Design for Life

David Mellor, a brand founded by one of the true giants of British design, makes beautiful, highly distinctive cutlery at a factory in the Peak District, a few miles from Sheffield—the historic heartland of British steelworking. The Journal pays a visit

Words: Clare Finney
Images: Joseph Fox

I’ve spent just 30 minutes at the David Mellor factory in the Peak District when I read the four words that convince me of the superior nature of the brand’s cutlery. They’re buried modestly within an example client list, among a wealth of celebrities, Michelin-starred restaurants and five-star hotels. “James Dyson?!” I exclaim, as I run my eyes down the glittering monikers. “JONATHAN IVE?!”

I almost choke on the soup we’ve been spooning into our mouths (with, of course, David Mellor soup spoons) while sitting in the cafe before our factory tour. “Yes, that was a nice one because he wanted a range in solid silver, which we were able to do because we’re small and can do special jobs like that,” says Corin Mellor, son of the eponymous founder, now creative director—seeming surprisingly casual for a man who’s designing cutlery for the godfathers of 21st century design.
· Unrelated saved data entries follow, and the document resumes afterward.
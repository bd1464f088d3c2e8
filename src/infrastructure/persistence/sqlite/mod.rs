//! SQLite 持久化实现

mod audio_file_repo;
mod database;
mod voice_clone_repo;

pub use audio_file_repo::SqliteAudioFileRepository;
pub use database::{create_pool, run_migrations, DatabaseConfig, DbPool};
pub use voice_clone_repo::SqliteVoiceCloneRepository;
The David Mellor brand has been designing cutlery for more than 60 years, and Corin’s been running the show since 2009 when his father passed away. Their products may not be as universally known as the iPhone or the Dyson vacuum cleaner, but they’re certainly up there. “It is one of those things you always see today whenever someone compiles a list of ‘top 10 British designs’,” says cutlery accounts manager James Lawless, speaking about Pride, David Mellor’s first ever cutlery range. “It felt like something from another planet. When it came out in 1953, cutlery was all Georgian-influenced: very heavy and decorative. Then this appeared and it was sleek and elegant and modern. It still looks modern today.”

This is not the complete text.